È una domanda difficile. Dipende dal problema, dal collega, da come è dato un consiglio.

Mai provata la formazione a distanza?

L’ho scoperta da poco e mi sembra una strada da percorrere. Potrebbe essere più utile impiegare una giornata in questo modo che andare ai congressi. Per la formazione a distanza, però, per l’offerta che ho visto sinora, mi sembra che occorra selezionare bene cosa fare e come farlo, a quali fonti informative affidarsi.

Qual è la tua rivista scientifica preferita?

Sono due: British Medical Journal e Medical Treatment Guidelines.

Che genere di articoli trovi più utili?

Risultati di trial o revisioni sistematiche con un Editoriale di commento. E le rassegne cliniche.

La medicina basata sulle evidenze è ancora viva?

Mi chiedi se qualcuno se ne occupa? Mi sembra di sì. Il problema vero è che tante persone non sanno nemmeno cosa sia.

Chi è un “esperto” in campo medico?

Un professionista che parla della sua esperienza menzionando i risultati di revisioni Cochrane e i suoi articoli sul BMJ non su Tuscania Medica…

Internet e la disponibilità di mille intelligenti pareri mette in crisi l’utilità degli “esperti”?

Forse sì, almeno in termini pratici.

Usi gli sms anche come mezzo per comunicazione di lavoro?

Mai, sono un analfabeta del mezzo. Come di Facebook o Twitter.

Col computer hai un rapporto complice o conflittuale?

Direi complice con il computer, conflittuale con la rete.

Cosa ti appassiona veramente?

Scrivere un libro.

Lettura, cinema e teatro
In cucina preferisci stare ai fornelli o a tavola?

Assolutamente a tavola e cercando il meglio tra chi sta ai fornelli.

Quale ricetta romana suggeriresti ai nostri lettori?

Scegli: carbonara o arrabbiata?

Qual è il tuo romanzo preferito?

Due anche il questo caso: La morte di Ivan Il’ic e L’uomo che amava le donne.

Quali libri hai sul comodino?

Dossier Freud, appena uscito presso Bollati; Le due culture, letto in passato ma che ho riletto con soddisfazione; Alla ricerca della memoria, di Eric Kandel; Luchino Visconti, che ha mi ha presentato un Visconti che non conoscevo.
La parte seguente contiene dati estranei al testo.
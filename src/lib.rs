pub mod chunker;
pub mod cli;
pub mod config;
pub mod entry;
pub mod error;
#[cfg(any(test, feature = "testing"))]
pub mod mock;
pub mod models;
pub mod observer;
pub mod orchestrator;
pub mod progress;
pub mod state;
pub mod transport;
pub mod validation;
pub mod worker;

pub use config::UploadConfig;
pub use error::{ConfigError, TransferError};
pub use models::{FileCandidate, Notice, TrackedFile, UploadStatus, UploadSummary};
pub use observer::UploadObserver;
pub use orchestrator::{IntakeReport, UploadOrchestrator};
pub use transport::{HttpTransport, Transport};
Qual è l’ultimo libro che hai regalato?

L’uomo che amava le donne, e non è l’ultima copia che regalerò.

Se dovessi scegliere un romanzo che un giovane medico dovrebbe sicuramente conoscere, quale sarebbe?

Per il libro, Il dottor Semmelweis di Louis-Ferdinand Cline e Morte a Venezia di Thomas Mann.
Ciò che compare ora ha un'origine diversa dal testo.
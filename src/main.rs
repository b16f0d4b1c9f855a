use anyhow::{Context, Result};
use chunk_upload::cli::Args;
use chunk_upload::entry::{DropItem, Entry};
use chunk_upload::progress::ProgressObserver;
use chunk_upload::state::{SessionReport, StateManager};
use chunk_upload::{FileCandidate, HttpTransport, UploadOrchestrator};
use clap::Parser;
use futures::future::join_all;
use std::path::{Path, PathBuf};
use std::sync::Arc;
use tracing::{info, warn};
use tracing_subscriber::EnvFilter;

#[tokio::main]
async fn main() -> Result<()> {
    let args = Args::parse();

    let default_level = if args.verbose { "debug" } else { "info" };
    tracing_subscriber::fmt()
        .with_env_filter(
            EnvFilter::try_from_default_env().unwrap_or_else(|_| EnvFilter::new(default_level)),
        )
        .with_writer(std::io::stderr)
        .init();

    let config = args.upload_config()?;
    let transport =
        HttpTransport::new(config.request_timeout()).context("Failed to build HTTP client")?;
    let mut orchestrator = UploadOrchestrator::new(
        config,
        Arc::new(transport),
        Box::new(ProgressObserver::new()),
    )
    .context("Invalid upload configuration")?;

    let state = match &args.report {
        Some(path) => StateManager::new(path),
        None => StateManager::in_dir(Path::new(".")),
    };
    match state.load_report() {
        Ok(Some(previous)) => info!(
            report = %state.path().display(),
            files = previous.summary.total_files,
            success = previous.summary.success_count,
            failed = previous.summary.error_count,
            "overwriting previous session report"
        ),
        Ok(None) => {}
        Err(err) => warn!(error = %err, "ignoring unreadable session report"),
    }

    let (dirs, files): (Vec<PathBuf>, Vec<PathBuf>) =
        args.paths.iter().cloned().partition(|p| p.is_dir());

    // Plain files go through the picker path, folders are expanded like a drop.
    let mut candidates = Vec::new();
    for (path, result) in files
        .iter()
        .zip(join_all(files.iter().map(|p| FileCandidate::from_path(p))).await)
    {
        match result {
            Ok(candidate) => candidates.push(candidate),
            Err(err) => warn!(path = %path.display(), error = %err, "skipping unreadable file"),
        }
    }
    if !candidates.is_empty() {
        orchestrator.add_files(candidates);
    }

    let mut dropped = Vec::new();
    for dir in &dirs {
        let entry = Entry::from_path(dir)
            .await
            .with_context(|| format!("Failed to open folder {}", dir.display()))?;
        dropped.push(DropItem::Entry(entry));
    }
    if !dropped.is_empty() {
        orchestrator.add_dropped(dropped).await;
    }

    println!(
        "Queued {} files from {} paths",
        orchestrator.files().len(),
        args.paths.len()
    );

    orchestrator.start_all().await;
    orchestrator.run_until_idle().await;

    let summary = orchestrator.summary();
    state.save_report(&SessionReport::new(orchestrator.files(), summary.clone()))?;

    println!(
        "\nDone: {} success, {} failed",
        summary.success_count, summary.error_count
    );

    Ok(())
}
Scegli tre libri “classici” della Medicina… Efficienza ed efficacia di Archibald Cochrane, Le strategie della medicina preventiva di Geoffrey Rose, Cattive acque. John Snow e la vera storia del colera a Londra.

Tempo libero
Vivi a Tuscania, la città di “Uccellacci, uccellini”: quale regista hai amato o ami di più?

Domanda ardua: forse Visconti.

Qual è la città italiana dove vai più volentieri?

Mi verrebbe da rispondere Roma, dove sono cresciuto e vissuto per anni e perché non amo viaggiare, ma tra i ricordi e i desideri direi Venezia.

30 gennaio 2013

Stefano Cagliano è medico presso il Pronto Soccorso dell’Ospedale Belcolle di Viterbo. Si occupa da anni di farmaceutica. È inoltre, giornalista e divulgatore scientifico. Tra le sue pubblicazioni, “Dieci farmaci che sconvolsero il mondo” (Laterza 1989), “Guarire dall’omeopatia” (Marsilio, 1997, 2ª ed), “I farmaci” insieme ad Alessandro Liberati (Il Mulino, 2001), “Rischiare di guarire” insieme a Marco Bobbio (Donzelli, 2005). Per Il Pensiero Scientifico Editore ha curato la presentazione di “Efficienza ed efficacia” di Archibald L. Cochrane. Ha pubblicato “Cento farmaci per il pronto soccorso” insieme a Cuzzoli Antonio (Il Pensiero Scientifico Editore, 2005) e “I farmaci del cuore” con Marco Bobbio (Il Pensiero Scientifico Editore, 2009). La sua ultima pubblicazione: “Scale di valutazione dell’ictus” con Andrea Sanapo.